49

  

Walton

Walton knew he couldn’t keep coordinating the entire operation, so he asked the other team leader in the wadi to take over.

“Hey, get your TOC [tactical operations center] set up and start talking to Monster 33,” Walton told the other captain.

He didn’t know how much longer they would be alive. Rhyner was directing the bombs in closer and closer. Fire was coming from three sides and fighters were right above them in a house. He could hear them speaking Arabic, but couldn’t make out what they were saying. Walton was sure he and the others were about to get overrun.

One of the last intelligence reports he’d read before the mission was that the fighters protecting Ghafour had obtained a lot of grenades. He knew all they had to do was reach out of one of the windows and start tossing grenades.

Walton rolled over and felt for one of his own grenades. For a second he considered cooking it off and tossing it into the window above. But missing would just mean the grenade would land on them. Only the air strikes could save them now. Walton decided that if Rhyner was killed or they lost their radios, he was going to order the team to roll the wounded off the cliff and jump behind them.

It was a hard decision, but it was the battlefield calculus that he was trained to perform. He had already stopped the medevacs from coming in until they were off the mountain. He knew Ford and Wallen were down there bleeding. There were several commandos wounded and at least one dead. But he knew they might only have one chance to bring in the helicopters and he couldn’t risk it. It was a hard decision because Behr, Morales, and Walding were lying in the rocks in front of him bleeding to death.

Bullets and fragments bounced off Walton’s helmet again. He turned to the Afghan terps hiding behind them.

“For Christ sake, just shoot in that direction,” he begged them.

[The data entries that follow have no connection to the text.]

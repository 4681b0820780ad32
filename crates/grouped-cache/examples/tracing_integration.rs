use grouped_cache::prelude::*;
use grouped_cache::TracingMetrics;
use tracing::Level;
use tracing_subscriber::FmtSubscriber;

#[tokio::main]
async fn main() {
    // TRACE shows per-operation latency events as well as sweeps
    let subscriber = FmtSubscriber::builder()
        .with_max_level(Level::TRACE)
        .with_target(true)
        .finish();

    tracing::subscriber::set_global_default(subscriber)
        .expect("setting default subscriber failed");

    let metrics = TracingMetrics::new().with_service_name("example-service");

    // Sweep on every catalog write so the GC events show up
    let config = ProviderConfig::with_schema("app").gc_policy(GcPolicy::Always);
    let cache = GroupCacheProvider::with_serializer_and_metrics(
        MemoryStore::new(),
        JsonSerializer,
        metrics,
        config,
    );

    println!("\nSetting value...");
    cache.set(&["users"], "users", "1", &"Alice", 60).await;

    println!("\nGetting value (hit)...");
    let hit: Option<String> = cache.get("users", "1", None).await;
    println!("   Got: {:?}", hit);

    println!("\nGetting missing value (miss)...");
    let miss: Option<String> = cache.get("users", "99", None).await;
    println!("   Got: {:?}", miss);

    println!("\nInvalidating group...");
    cache.invalidate_group(&["users"]).await;

    println!("\nCheck the console output for structured logs");
}
//! Redis key-value store

mod backend;
mod config;

pub use backend::RedisStore;
pub use config::{RedisConfig, DEFAULT_PORT};
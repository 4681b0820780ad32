//! Core traits for store, id, serialization and metrics seams

mod backend;
mod key;
mod metrics;
mod serializer;
#[cfg(feature = "tracing")]
mod tracing;

pub use backend::KeyValueStore;
pub use key::{IdGenerator, SchemaIdGenerator, CATALOG_SEGMENT};
pub use metrics::{CacheMetrics, CacheOperation, NoopMetrics};
pub use serializer::{JsonSerializer, Serializer};

#[cfg(feature = "metrics")]
pub use metrics::MetricsCrateAdapter;

#[cfg(feature = "tracing")]
pub use self::tracing::TracingMetrics;

#[cfg(feature = "msgpack")]
pub use serializer::MsgPackSerializer;

#[cfg(feature = "bincode")]
pub use serializer::BincodeSerializer;
//! Group catalog type

use serde::{Deserialize, Serialize};
use std::collections::BTreeMap;

use crate::{Result, Serializer};

/// Marker stored against every member id
///
/// Only presence in the map carries meaning.
pub const MEMBER_MARKER: u8 = 1;

/// Per-group index of member ids, stored as a single entry in the same store
/// it indexes
///
/// Serializes as a plain map `{ member_id: 1, ... }`. A catalog may list ids
/// whose entries have already expired; those are dropped by a sweep or by
/// group invalidation.
#[derive(Debug, Clone, Default, PartialEq, Eq, Serialize, Deserialize)]
#[serde(transparent)]
pub struct Catalog {
    members: BTreeMap<String, u8>,
}

impl Catalog {
    /// Create an empty catalog
    pub fn new() -> Self {
        Self::default()
    }

    /// Decode stored catalog bytes
    ///
    /// Absent or malformed bytes yield an empty catalog; whatever was stored
    /// there is discarded on the next write.
    pub fn decode<S: Serializer>(serializer: &S, bytes: Option<&[u8]>) -> Self {
        match bytes {
            Some(bytes) => serializer.deserialize(bytes).unwrap_or_default(),
            None => Self::new(),
        }
    }

    /// Encode for storage
    pub fn encode<S: Serializer>(&self, serializer: &S) -> Result<Vec<u8>> {
        serializer.serialize(self)
    }

    /// Add (or refresh) a member
    ///
    /// Returns `true` if the id was not listed before.
    pub fn insert(&mut self, id: impl Into<String>) -> bool {
        self.members.insert(id.into(), MEMBER_MARKER).is_none()
    }

    /// Remove a member
    pub fn remove(&mut self, id: &str) -> bool {
        self.members.remove(id).is_some()
    }

    /// Number of listed members
    pub fn len(&self) -> usize {
        self.members.len()
    }

    /// Whether the catalog lists nothing
    pub fn is_empty(&self) -> bool {
        self.members.is_empty()
    }

    /// Iterate member ids in sorted order
    pub fn member_ids(&self) -> impl Iterator<Item = &str> {
        self.members.keys().map(String::as_str)
    }

    /// Consume the catalog into its member ids
    pub fn into_member_ids(self) -> Vec<String> {
        self.members.into_keys().collect()
    }

    /// Expiry (seconds, 0 = none) to store a catalog with after writing a
    /// member that lives for `entry_ttl` seconds
    ///
    /// `cap` is the configured catalog duration, 0 meaning unbounded. The
    /// entry's TTL wins when it is infinite or longer than a non-zero cap so
    /// the catalog never expires before a member it lists; otherwise the cap
    /// applies.
    pub fn ttl_for(entry_ttl: u64, cap: u64) -> u64 {
        if (entry_ttl == 0 || entry_ttl > cap) && cap != 0 {
            entry_ttl
        } else {
            cap
        }
    }
}

impl<S: Into<String>> FromIterator<S> for Catalog {
    fn from_iter<I: IntoIterator<Item = S>>(iter: I) -> Self {
        let mut catalog = Catalog::new();
        for id in iter {
            catalog.insert(id);
        }
        catalog
    }
}

#[cfg(test)]
mod tests {
    use super::*;
    use crate::JsonSerializer;

    #[test]
    fn test_insert_is_idempotent() {
        let mut catalog = Catalog::new();
        assert!(catalog.is_empty());
        assert!(catalog.insert("app:users:u1"));
        assert!(!catalog.insert("app:users:u1"));
        assert_eq!(catalog.member_ids().collect::<Vec<_>>(), vec!["app:users:u1"]);
    }

    #[test]
    fn test_remove() {
        let mut catalog: Catalog = ["a", "b", "c"].into_iter().collect();
        assert!(catalog.remove("b"));
        assert!(!catalog.remove("b"));
        assert_eq!(catalog.into_member_ids(), vec!["a".to_string(), "c".to_string()]);
    }

    #[test]
    fn test_wire_format_is_plain_map() {
        let catalog: Catalog = ["x:1", "x:2"].into_iter().collect();
        let bytes = catalog.encode(&JsonSerializer).unwrap();
        assert_eq!(bytes, br#"{"x:1":1,"x:2":1}"#.to_vec());
    }

    #[test]
    fn test_decode_stored_catalog() {
        let catalog: Catalog = ["x:1", "x:2"].into_iter().collect();
        let bytes = catalog.encode(&JsonSerializer).unwrap();
        assert_eq!(Catalog::decode(&JsonSerializer, Some(bytes.as_slice())), catalog);
    }

    #[test]
    fn test_decode_absent_is_empty() {
        assert!(Catalog::decode(&JsonSerializer, None).is_empty());
    }

    #[test]
    fn test_decode_malformed_is_empty() {
        assert!(Catalog::decode(&JsonSerializer, Some(&b"garbage"[..])).is_empty());
        assert!(Catalog::decode(&JsonSerializer, Some(&b"[1,2,3]"[..])).is_empty());
        assert!(Catalog::decode(&JsonSerializer, Some(&b"42"[..])).is_empty());
    }

    #[test]
    fn test_ttl_for_within_cap_uses_cap() {
        assert_eq!(Catalog::ttl_for(60, 3600), 3600);
        assert_eq!(Catalog::ttl_for(3600, 3600), 3600);
    }

    #[test]
    fn test_ttl_for_longer_than_cap_uses_entry_ttl() {
        assert_eq!(Catalog::ttl_for(7200, 3600), 7200);
    }

    #[test]
    fn test_ttl_for_infinite_entry_is_infinite() {
        assert_eq!(Catalog::ttl_for(0, 3600), 0);
    }

    #[test]
    fn test_ttl_for_unbounded_cap_is_infinite() {
        assert_eq!(Catalog::ttl_for(60, 0), 0);
        assert_eq!(Catalog::ttl_for(0, 0), 0);
    }
}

Walton could feel things spinning out of control. The longer they had been pinned down, the more desperate the situation had become. He had been on a quick reaction force for a unit in the 82nd Airborne. Some paratroopers got in trouble in Fallujah, but the force had been able to rescue them. He had always imagined that once all the planes showed up here in the mountains, they would bomb the shit out of the insurgents, and his team would be saved. That’s because the American government has the ability to save you.

But it was very clear now that the team was on its own. Nobody could save them. It seemed that every U.S. fighting unit in Afghanistan was stopping and moving toward them. Walton could hear the traffic on the satellite radio.

But it still wasn’t enough. They wouldn’t get here in time. Shurer was running out of medical supplies. Soon he wasn’t going to be able to treat any of them.

“We’ve got to get the fuck out of here,” Shurer yelled at Walton. “They’re bleeding out.”

Walton turned to Sanders and Carter.

“Listen, you guys have to find a way to get down that mountain.”

“Down that fucking cliff?” Sanders said.

“Find a way down that cliff. I don’t care how bad it is.”

On the radio again, Walton called back to Bagram.

“Listen, we’re combat ineffective,” he said. “We have an SF element about to be overrun. We need immediate CAS. We need a B-52 or B-1 because this CAS is not having its desired effect.”